What Are Flushable Wipes?
Flushable wipes can be used for wiping and cleaning just about any kind of a mess. They are often used in lieu of toilet paper, as they are more efficient at cleaning. Many times flushable wipes will have a light scent or fragrance added to them as well, which can help to keep the area smelling fresh.
There are many different brands and varieties of flushable wipes on the market today. Some are designed for specific purposes. The “best flushable wipes that actually disintegrate” are a type of disposable wipe that is designed to be flushed down the toilet. The question posed in this blog is whether or not these wipes are safe for flushing.
Do you recall the first time you replaced toilet paper with a wet wipe? You weren’t sure how you felt about it at first, but after a few more visits to the restroom, you were hooked! While they do a fantastic job cleaning up, they aren’t quite the hero we expected when we initially got them. These wipes are labeled “flushable,” but are they actually safe to flush?
Which “Flushable” Items Cause Clogging?
When these so-called “flushable” wipes are flushed, they may get entangled with other things in your sewage pipe. Commonly flushed items that lead to clogs and backups include thick toilet paper, paper towels, cotton swabs, dental floss, sanitary pads, and toilet cleaning pads.
When these substances are combined with wet wipes, an obstruction is known as “ragging” is created. If this occurs to you, get out your phone and start looking for a plumber.
What Can I Flush Without Hurting My Plumbing?
Although manufacturers give test results indicating that flushable wipes are safe to flush, there is evidence that flushing these wipes may raise the risk of blocked sewage lines and need more frequent septic tank pumping.
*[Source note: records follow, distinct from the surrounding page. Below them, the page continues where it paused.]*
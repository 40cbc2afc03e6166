//! senseBox registry for the hivebox temperature service.
//!
//! Defines the canonical list of openSenseMap boxes whose temperature
//! readings feed the `/temperature` average. This is the single source of
//! truth for box ids — configuration defaults and tests reference boxes
//! from here rather than hardcoding ids.

// ---------------------------------------------------------------------------
// Box metadata
// ---------------------------------------------------------------------------

/// Metadata for a single monitored senseBox.
pub struct SenseBox {
    /// 24-character openSenseMap box id (a MongoDB ObjectId).
    pub box_id: &'static str,
    /// Display name of the box.
    pub name: &'static str,
    /// Human-readable description of the box's role in the average.
    pub description: &'static str,
}

/// All senseBoxes monitored by this service.
///
/// Three independently operated boxes so that a single offline station or a
/// single misbehaving sensor cannot silence the `/temperature` endpoint on
/// its own.
pub static BOX_REGISTRY: &[SenseBox] = &[
    SenseBox {
        box_id: "5eba5fbad46fb8001b799786",
        name: "senseBox Stadtmitte",
        description: "Primary reference box. Outdoor mount in the city \
                      center, reports every few minutes under normal \
                      operation.",
    },
    SenseBox {
        box_id: "5c21ff8f919bf8001adf2488",
        name: "senseBox Westpark",
        description: "Second outdoor box a few kilometers west. Smooths out \
                      siting effects of the primary box and covers its \
                      outages.",
    },
    SenseBox {
        box_id: "5ade1acf223bd80019a1011c",
        name: "senseBox Hafen",
        description: "Oldest of the three boxes. Updates less frequently, \
                      so its readings are the most likely to fall outside \
                      the freshness window.",
    },
];

/// Returns the box ids of all monitored senseBoxes, suitable for seeding
/// `config::Config` defaults.
pub fn all_box_ids() -> Vec<&'static str> {
    BOX_REGISTRY.iter().map(|b| b.box_id).collect()
}

/// Looks up a box by id. Returns `None` if not found.
pub fn find_box(box_id: &str) -> Option<&'static SenseBox> {
    BOX_REGISTRY.iter().find(|b| b.box_id == box_id)
}

// ---------------------------------------------------------------------------
// Tests
// ---------------------------------------------------------------------------
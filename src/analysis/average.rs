//! The numeric reduction behind `/temperature`.
//!
//! Sum-and-count, so the result cannot depend on the order the boxes
//! happened to answer in.

/// Arithmetic mean of the values, or `None` for an empty slice.
///
/// The empty case is the "no fresh data" outcome; returning `None` instead
/// of dividing keeps the zero-station cycle from ever producing NaN.
pub fn mean(values: &[f64]) -> Option<f64> {
    if values.is_empty() {
        return None;
    }
    Some(values.iter().sum::<f64>() / values.len() as f64)
}

/// Round to one decimal place.
///
/// Ties round half away from zero (`f64::round` semantics): 0.25 → 0.3,
/// -0.25 → -0.3. The rounding rule is part of the observable contract of
/// `/temperature`, so tests pin exact values.
pub fn round_to_tenth(x: f64) -> f64 {
    (x * 10.0).round() / 10.0
}

// ---------------------------------------------------------------------------
// Tests
// ---------------------------------------------------------------------------
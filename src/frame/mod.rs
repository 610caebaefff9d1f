//! # Wrapper Transport Module
//!
//! This module handles the fixed-size wrapper frames that carry the encrypted
//! DLMS/COSEM payload: structural validation and field extraction, plus
//! frame-counter gap tracking across successive broadcasts.

pub mod sequence;
pub mod wrapper;

pub use sequence::SequenceTracker;
pub use wrapper::{additive_checksum, parse_wrapper, WrapperFrame};
//! # Payload Decryption
//!
//! AES-128 decryption of the wrapper frame's ciphertext per the DLMS/COSEM
//! security suite 0 construction. The 12-byte nonce is the meter's system
//! title followed by the big-endian frame counter, so a key is never paired
//! with a repeated nonce as long as the counter advances.
//!
//! Two profiles exist in the field:
//!
//! - **Authenticated** (`SecurityMode::AuthenticatedGcm`): the ciphertext
//!   carries a trailing 12-byte GCM tag. The tag is split off and verified;
//!   a mismatch rejects the frame.
//! - **Encrypt-only** (`SecurityMode::EncryptOnly`): broadcast meters that
//!   transmit without an authentication tag. Decryption is the raw GCM
//!   counter keystream (AES-CTR starting at counter block J0+1).
//!
//! Encryption is provided symmetrically for tests and tooling.

use crate::error::MeterError;
use crate::util::hex::decode_hex;
use std::fmt;
use zeroize::{Zeroize, ZeroizeOnDrop};

/// Length of the GCM authentication tag in the authenticated profile
/// (DLMS security suite 0 truncates to 12 bytes).
pub const GCM_TAG_LEN: usize = 12;

/// Length of the AEAD nonce: system title (8) + frame counter (4).
pub const NONCE_LEN: usize = 12;

/// AES-128 key for payload decryption. Zeroed on drop.
#[derive(Clone, PartialEq, Eq, Zeroize, ZeroizeOnDrop)]
pub struct AesKey([u8; 16]);

impl AesKey {
    /// Key size required by the cipher, in bytes.
    pub const LEN: usize = 16;

    /// Creates a key from exactly 16 bytes.
    pub fn from_bytes(bytes: &[u8]) -> Result<Self, MeterError> {
        if bytes.len() != Self::LEN {
            return Err(MeterError::KeyLength {
                expected: Self::LEN,
                actual: bytes.len(),
            });
        }
        let mut key = [0u8; Self::LEN];
        key.copy_from_slice(bytes);
        Ok(Self(key))
    }

    /// Creates a key from a 32-digit hex string, as handed out by meter
    /// operators.
    pub fn from_hex(hex_str: &str) -> Result<Self, MeterError> {
        let bytes = decode_hex(hex_str)?;
        Self::from_bytes(&bytes)
    }

    /// Raw key bytes.
    pub fn as_bytes(&self) -> &[u8; 16] {
        &self.0
    }
}

impl fmt::Debug for AesKey {
    fn fmt(&self, f: &mut fmt::Formatter<'_>) -> fmt::Result {
        f.write_str("AesKey(..)")
    }
}

/// Whether the meter appends a GCM authentication tag to the ciphertext.
#[derive(Debug, Clone, Copy, PartialEq, Eq, Default)]
pub enum SecurityMode {
    /// Ciphertext ends with a 12-byte GCM tag that must verify.
    AuthenticatedGcm,
    /// No tag transmitted; confidentiality only.
    #[default]
    EncryptOnly,
}

/// Decrypts (and for tooling, encrypts) meter payloads under one key.
#[derive(Debug, Clone)]
pub struct MeterCipher {
    key: AesKey,
    mode: SecurityMode,
}

impl MeterCipher {
    /// Creates a cipher for the given key and security profile.
    pub fn new(key: AesKey, mode: SecurityMode) -> Self {
        Self { key, mode }
    }

    /// The configured security profile.
    pub fn mode(&self) -> SecurityMode {
        self.mode
    }

    /// Decrypts one frame's ciphertext.
    ///
    /// In the authenticated profile the returned plaintext is 12 bytes
    /// shorter than the input; in the encrypt-only profile lengths match.
    pub fn decrypt(
        &self,
        system_title: &[u8; 8],
        frame_counter: u32,
        ciphertext: &[u8],
    ) -> Result<Vec<u8>, MeterError> {
        let nonce = build_nonce(system_title, frame_counter);
        match self.mode {
            SecurityMode::AuthenticatedGcm => {
                if ciphertext.len() < GCM_TAG_LEN {
                    return Err(MeterError::Authentication);
                }
                self.gcm_decrypt(&nonce, ciphertext)
            }
            SecurityMode::EncryptOnly => Ok(self.ctr_apply(&nonce, ciphertext)),
        }
    }

    /// Encrypts a plaintext payload for the configured profile.
    ///
    /// In the authenticated profile the 12-byte tag is appended to the
    /// returned ciphertext.
    pub fn encrypt(
        &self,
        system_title: &[u8; 8],
        frame_counter: u32,
        plaintext: &[u8],
    ) -> Result<Vec<u8>, MeterError> {
        let nonce = build_nonce(system_title, frame_counter);
        match self.mode {
            SecurityMode::AuthenticatedGcm => self.gcm_encrypt(&nonce, plaintext),
            SecurityMode::EncryptOnly => Ok(self.ctr_apply(&nonce, plaintext)),
        }
    }

    fn gcm_decrypt(&self, nonce: &[u8; NONCE_LEN], ciphertext: &[u8]) -> Result<Vec<u8>, MeterError> {
        use aes::Aes128;
        use aes_gcm::aead::consts::U12;
        use aes_gcm::aead::{Aead, KeyInit, Payload};
        use aes_gcm::{AesGcm, Nonce};

        // Suite 0 with a truncated 12-byte tag; the tag trails the ciphertext.
        type SuiteZeroGcm = AesGcm<Aes128, U12, U12>;

        let cipher = SuiteZeroGcm::new_from_slice(self.key.as_bytes())
            .map_err(|_| MeterError::KeyLength {
                expected: AesKey::LEN,
                actual: self.key.as_bytes().len(),
            })?;
        cipher
            .decrypt(
                Nonce::from_slice(nonce),
                Payload {
                    msg: ciphertext,
                    aad: b"",
                },
            )
            .map_err(|_| MeterError::Authentication)
    }

    fn gcm_encrypt(&self, nonce: &[u8; NONCE_LEN], plaintext: &[u8]) -> Result<Vec<u8>, MeterError> {
        use aes::Aes128;
        use aes_gcm::aead::consts::U12;
        use aes_gcm::aead::{Aead, KeyInit, Payload};
        use aes_gcm::{AesGcm, Nonce};

        type SuiteZeroGcm = AesGcm<Aes128, U12, U12>;

        let cipher = SuiteZeroGcm::new_from_slice(self.key.as_bytes())
            .map_err(|_| MeterError::KeyLength {
                expected: AesKey::LEN,
                actual: self.key.as_bytes().len(),
            })?;
        cipher
            .encrypt(
                Nonce::from_slice(nonce),
                Payload {
                    msg: plaintext,
                    aad: b"",
                },
            )
            .map_err(|_| MeterError::Authentication)
    }

    /// Applies the GCM counter keystream without authentication.
    ///
    /// GCM encrypts payload blocks starting at J0 + 1, where J0 is the
    /// 12-byte nonce followed by a 32-bit block counter of 1. Symmetric, so
    /// it serves both directions.
    fn ctr_apply(&self, nonce: &[u8; NONCE_LEN], data: &[u8]) -> Vec<u8> {
        use aes::cipher::{BlockEncrypt, KeyInit};
        use aes::cipher::generic_array::GenericArray;
        use aes::Aes128;

        let cipher = Aes128::new(GenericArray::from_slice(self.key.as_bytes()));

        let mut counter = [0u8; 16];
        counter[..NONCE_LEN].copy_from_slice(nonce);
        counter[15] = 2; // J0 + 1

        let mut out = Vec::with_capacity(data.len());
        for chunk in data.chunks(16) {
            let mut block = GenericArray::clone_from_slice(&counter);
            cipher.encrypt_block(&mut block);
            for (i, byte) in chunk.iter().enumerate() {
                out.push(byte ^ block[i]);
            }
            increment_counter(&mut counter);
        }
        out
    }
}

/// Builds the 12-byte nonce: system title followed by the big-endian frame
/// counter.
pub fn build_nonce(system_title: &[u8; 8], frame_counter: u32) -> [u8; NONCE_LEN] {
    let mut nonce = [0u8; NONCE_LEN];
    nonce[..8].copy_from_slice(system_title);
    nonce[8..].copy_from_slice(&frame_counter.to_be_bytes());
    nonce
}

/// Increments the 32-bit big-endian block counter in the last four bytes,
/// as GCM does.
fn increment_counter(counter: &mut [u8; 16]) {
    let block = u32::from_be_bytes([counter[12], counter[13], counter[14], counter[15]]);
    counter[12..16].copy_from_slice(&block.wrapping_add(1).to_be_bytes());
}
Despite the fact that wipes seem to be the greatest invention since sliced bread, you should avoid using them. Apart from “the obvious,” toilet paper is supposed to be the only item flushed.
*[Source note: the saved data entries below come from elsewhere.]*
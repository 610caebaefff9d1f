//! # Primitive Value Decoder
//!
//! Decodes one tag-prefixed COSEM scalar from the decrypted payload. The tag
//! byte selects the width and signedness; the payload bytes are big-endian.
//!
//! | tag  | type              | width |
//! |------|-------------------|-------|
//! | 0x06 | double-long-unsigned (u32) | 4 |
//! | 0x12 | long-unsigned (u16)        | 2 |
//! | 0x10 | long (i16)                 | 2 |
//! | 0x0F | integer (i8)               | 1 |
//! | 0x16 | enum (u8)                  | 1 |

use crate::error::MeterError;

/// One decoded scalar with the number of payload bytes it occupied.
#[derive(Debug, Clone, Copy, PartialEq, Eq)]
pub struct TypedValue {
    /// The raw type tag.
    pub tag: u8,
    /// Decoded value, sign-extended into 64 bits.
    pub value: i64,
    /// Bytes consumed including the tag.
    pub consumed: usize,
}

/// Decodes the typed scalar starting at `offset`.
///
/// Offsets and `consumed` are raw byte counts. An unknown tag or a value
/// running past the end of the buffer is field-local: the caller downgrades
/// the affected register, never the whole reading.
pub fn decode_value(buf: &[u8], offset: usize) -> Result<TypedValue, MeterError> {
    let tag = *buf.get(offset).ok_or(MeterError::Truncated(offset))?;
    let width = match tag {
        0x06 => 4,
        0x12 | 0x10 => 2,
        0x0F | 0x16 => 1,
        other => return Err(MeterError::UnknownTag(other)),
    };
    let field = buf
        .get(offset + 1..offset + 1 + width)
        .ok_or(MeterError::Truncated(offset))?;

    let raw = field.iter().fold(0u64, |acc, b| (acc << 8) | u64::from(*b));
    let value = match tag {
        0x10 => i64::from(raw as u16 as i16),
        0x0F => i64::from(raw as u8 as i8),
        _ => raw as i64,
    };

    Ok(TypedValue {
        tag,
        value,
        consumed: 1 + width,
    })
}
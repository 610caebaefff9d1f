//! # Reading Aggregator
//!
//! Assembles one complete [`Reading`] from a decrypted payload by scanning a
//! manifest of OBIS codes and decoding the embedded timestamp. Every field
//! is individually optional: a register the payload lacks or fails to decode
//! is reported absent, never defaulted to zero, and never blocks the rest.

use crate::constants::{
    DATETIME_OFFSET, OBIS_ACTIVE_ENERGY_EXPORT, OBIS_ACTIVE_ENERGY_IMPORT,
    OBIS_ACTIVE_POWER_EXPORT, OBIS_ACTIVE_POWER_IMPORT, OBIS_CURRENT_L1, OBIS_CURRENT_L2,
    OBIS_CURRENT_L3, OBIS_POWER_FACTOR, OBIS_VOLTAGE_L1, OBIS_VOLTAGE_L2, OBIS_VOLTAGE_L3,
};
use crate::logging::log_debug;
use crate::payload::datetime::{decode_datetime, DateTimeFields};
use crate::payload::register::{find_register, ObisCode, Register};
use serde::Serialize;
use std::collections::BTreeMap;

/// Logical name of the import power register, used for the derived net
/// power field.
pub const ACTIVE_POWER_IMPORT: &str = "active_power_import";

/// Logical name of the export power register.
pub const ACTIVE_POWER_EXPORT: &str = "active_power_export";

/// One manifest row: a logical field name and the OBIS code to scan for.
#[derive(Debug, Clone, Copy)]
pub struct ManifestEntry {
    pub name: &'static str,
    pub obis: ObisCode,
}

/// The registers an electricity push meter broadcasts. Callers may pass
/// their own manifest to [`build_reading`] without touching this table.
pub const DEFAULT_MANIFEST: &[ManifestEntry] = &[
    ManifestEntry {
        name: "active_energy_import",
        obis: OBIS_ACTIVE_ENERGY_IMPORT,
    },
    ManifestEntry {
        name: "active_energy_export",
        obis: OBIS_ACTIVE_ENERGY_EXPORT,
    },
    ManifestEntry {
        name: ACTIVE_POWER_IMPORT,
        obis: OBIS_ACTIVE_POWER_IMPORT,
    },
    ManifestEntry {
        name: ACTIVE_POWER_EXPORT,
        obis: OBIS_ACTIVE_POWER_EXPORT,
    },
    ManifestEntry {
        name: "voltage_l1",
        obis: OBIS_VOLTAGE_L1,
    },
    ManifestEntry {
        name: "voltage_l2",
        obis: OBIS_VOLTAGE_L2,
    },
    ManifestEntry {
        name: "voltage_l3",
        obis: OBIS_VOLTAGE_L3,
    },
    ManifestEntry {
        name: "current_l1",
        obis: OBIS_CURRENT_L1,
    },
    ManifestEntry {
        name: "current_l2",
        obis: OBIS_CURRENT_L2,
    },
    ManifestEntry {
        name: "current_l3",
        obis: OBIS_CURRENT_L3,
    },
    ManifestEntry {
        name: "power_factor",
        obis: OBIS_POWER_FACTOR,
    },
];

/// One decoded meter reading. Constructed fresh per frame, never mutated
/// afterwards.
#[derive(Debug, Clone, PartialEq, Serialize)]
pub struct Reading {
    /// Meter clock at transmission time, absent if the date-time failed to
    /// decode.
    pub timestamp: Option<DateTimeFields>,
    /// Registers keyed by logical manifest name. `None` marks a register
    /// the payload did not contain.
    pub registers: BTreeMap<&'static str, Option<Register>>,
    /// Import minus export power, only when both operands are present.
    pub net_active_power: Option<f64>,
}

impl Reading {
    /// Convenience accessor: the decoded value of a register by logical
    /// name, if present.
    pub fn value(&self, name: &str) -> Option<f64> {
        self.registers.get(name)?.as_ref()?.value
    }
}

/// Scans the payload for every manifest entry and assembles the reading.
///
/// Always returns a (possibly partial) reading; the caller has already
/// established that the frame itself was valid and decrypted.
pub fn build_reading(payload: &[u8], manifest: &[ManifestEntry]) -> Reading {
    let mut registers = BTreeMap::new();
    for entry in manifest {
        let register = match find_register(payload, entry.obis) {
            Ok(register) => Some(register),
            Err(e) => {
                log_debug(&format!("{}: {e}", entry.name));
                None
            }
        };
        registers.insert(entry.name, register);
    }

    let timestamp = match decode_datetime(payload, DATETIME_OFFSET) {
        Ok(fields) => Some(fields),
        Err(e) => {
            log_debug(&format!("timestamp absent: {e}"));
            None
        }
    };

    let mut reading = Reading {
        timestamp,
        registers,
        net_active_power: None,
    };
    reading.net_active_power = net_active_power(&reading);
    reading
}

/// Derived field: import power minus export power, absent unless both
/// operands decoded.
fn net_active_power(reading: &Reading) -> Option<f64> {
    let import = reading.value(ACTIVE_POWER_IMPORT)?;
    let export = reading.value(ACTIVE_POWER_EXPORT)?;
    Some(import - export)
}
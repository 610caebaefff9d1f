//! # Frame-to-Reading Decoder
//!
//! Ties the pipeline together: wrapper validation, sequence-gap tracking,
//! payload decryption and reading assembly. One decoder per meter; the
//! sequence state lives inside it and the caller serializes frame arrivals.
//! A rejected frame leaves the decoder ready for the next one.

use crate::crypto::{AesKey, MeterCipher, SecurityMode};
use crate::error::MeterError;
use crate::frame::sequence::SequenceTracker;
use crate::frame::wrapper::parse_wrapper;
use crate::logging::log_warn;
use crate::payload::reading::{build_reading, ManifestEntry, Reading, DEFAULT_MANIFEST};

/// Result of decoding one valid frame.
#[derive(Debug, Clone)]
pub struct DecodedFrame {
    /// The assembled (possibly partial) reading.
    pub reading: Reading,
    /// Frame counter the meter stamped on this frame.
    pub frame_counter: u32,
    /// Frames missed since the previous one, per the sequence tracker.
    pub lost_frames: u32,
    /// Checksum byte as transmitted; verification is left to the caller.
    pub checksum: u8,
}

/// Decodes broadcast frames from a single meter.
#[derive(Debug)]
pub struct MeterDecoder {
    cipher: MeterCipher,
    tracker: SequenceTracker,
    manifest: &'static [ManifestEntry],
}

impl MeterDecoder {
    /// Creates a decoder for the encrypt-only broadcast profile with the
    /// default register manifest.
    pub fn new(key: AesKey) -> Self {
        Self::with_mode(key, SecurityMode::default())
    }

    /// Creates a decoder with an explicit security profile.
    pub fn with_mode(key: AesKey, mode: SecurityMode) -> Self {
        Self {
            cipher: MeterCipher::new(key, mode),
            tracker: SequenceTracker::new(),
            manifest: DEFAULT_MANIFEST,
        }
    }

    /// Replaces the register manifest.
    pub fn set_manifest(&mut self, manifest: &'static [ManifestEntry]) {
        self.manifest = manifest;
    }

    /// Sequence state, e.g. for persisting across restarts.
    pub fn tracker(&self) -> &SequenceTracker {
        &self.tracker
    }

    /// Decodes one raw frame into a reading.
    ///
    /// Frame-level failures (length, markers, authentication) reject this
    /// frame only. Field-level failures surface as absent values inside the
    /// returned reading.
    pub fn decode_frame(&mut self, frame: &[u8]) -> Result<DecodedFrame, MeterError> {
        let wrapper = parse_wrapper(frame)?;

        let lost_frames = self.tracker.observe(wrapper.frame_counter);
        if lost_frames > 0 {
            log_warn(&format!(
                "{lost_frames} lost frames before counter {}",
                wrapper.frame_counter
            ));
        }

        let payload = self.cipher.decrypt(
            &wrapper.system_title,
            wrapper.frame_counter,
            wrapper.ciphertext,
        )?;
        let reading = build_reading(&payload, self.manifest);

        Ok(DecodedFrame {
            reading,
            frame_counter: wrapper.frame_counter,
            lost_frames,
            checksum: wrapper.checksum,
        })
    }
}

#[cfg(test)]
mod tests {
    use super::*;

    fn test_key() -> AesKey {
        AesKey::from_hex("0EAF2F77101465606630CE80E1234567").unwrap()
    }

    #[test]
    fn test_rejected_frame_keeps_decoder_usable() {
        let mut decoder = MeterDecoder::new(test_key());
        assert!(decoder.decode_frame(&[0u8; 10]).is_err());
        assert!(decoder.decode_frame(&[0u8; 282]).is_err()); // bad markers
        assert_eq!(decoder.tracker().last_frame_counter(), None);
    }

    #[test]
    fn test_sequence_state_untouched_by_invalid_frames() {
        let mut decoder = MeterDecoder::new(test_key());
        let mut frame = vec![0u8; 282];
        frame[..4].copy_from_slice(&[0x68, 0x01, 0x01, 0x68]);
        // stop byte missing
        let err = decoder.decode_frame(&frame).unwrap_err();
        assert_eq!(err, MeterError::FrameFormat("bad stop"));
        assert_eq!(decoder.tracker().last_frame_counter(), None);
    }
}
Plumbers often warn against flushing anything down the toilet except for human waste. If you can get any other item to float, it likely has a chemical component that could damage your septic system or even cause blockages. It is best to only flush what will break down and decompose quickly in water, like paper towels and wipes made of cellulose fiber.
Do You Have A Clog?
Something isn’t necessarily true just because someone says it. The same goes for your favorite “flushable” washroom wipes and their misleading packaging. If you have regular blockages in your house (whether or not you use wet wipes), there is an underlying issue that has to be addressed.
Whether the blockage is large or tiny, a plumber is always ready to help! Call one for additional information or to make an appointment.
The “safe to flush wipes” is a product that people have searched for many times. The answer is yes, they do exist, but only if they are made of the right material.
Frequently Asked Questions
Why are flushable wipes not flushable?
A: Flushable wipes do not disintegrate in the water like regular toilet paper does. This is due to a chemical reaction and they are only really flushable if there isnt any other materials mixed into them, such as another wipe or something else, that would cause clogging problems.
Are any flushable wipes really flushable?
A: Yes, some are really flushable and can be flushed without causing any damage to your plumbing.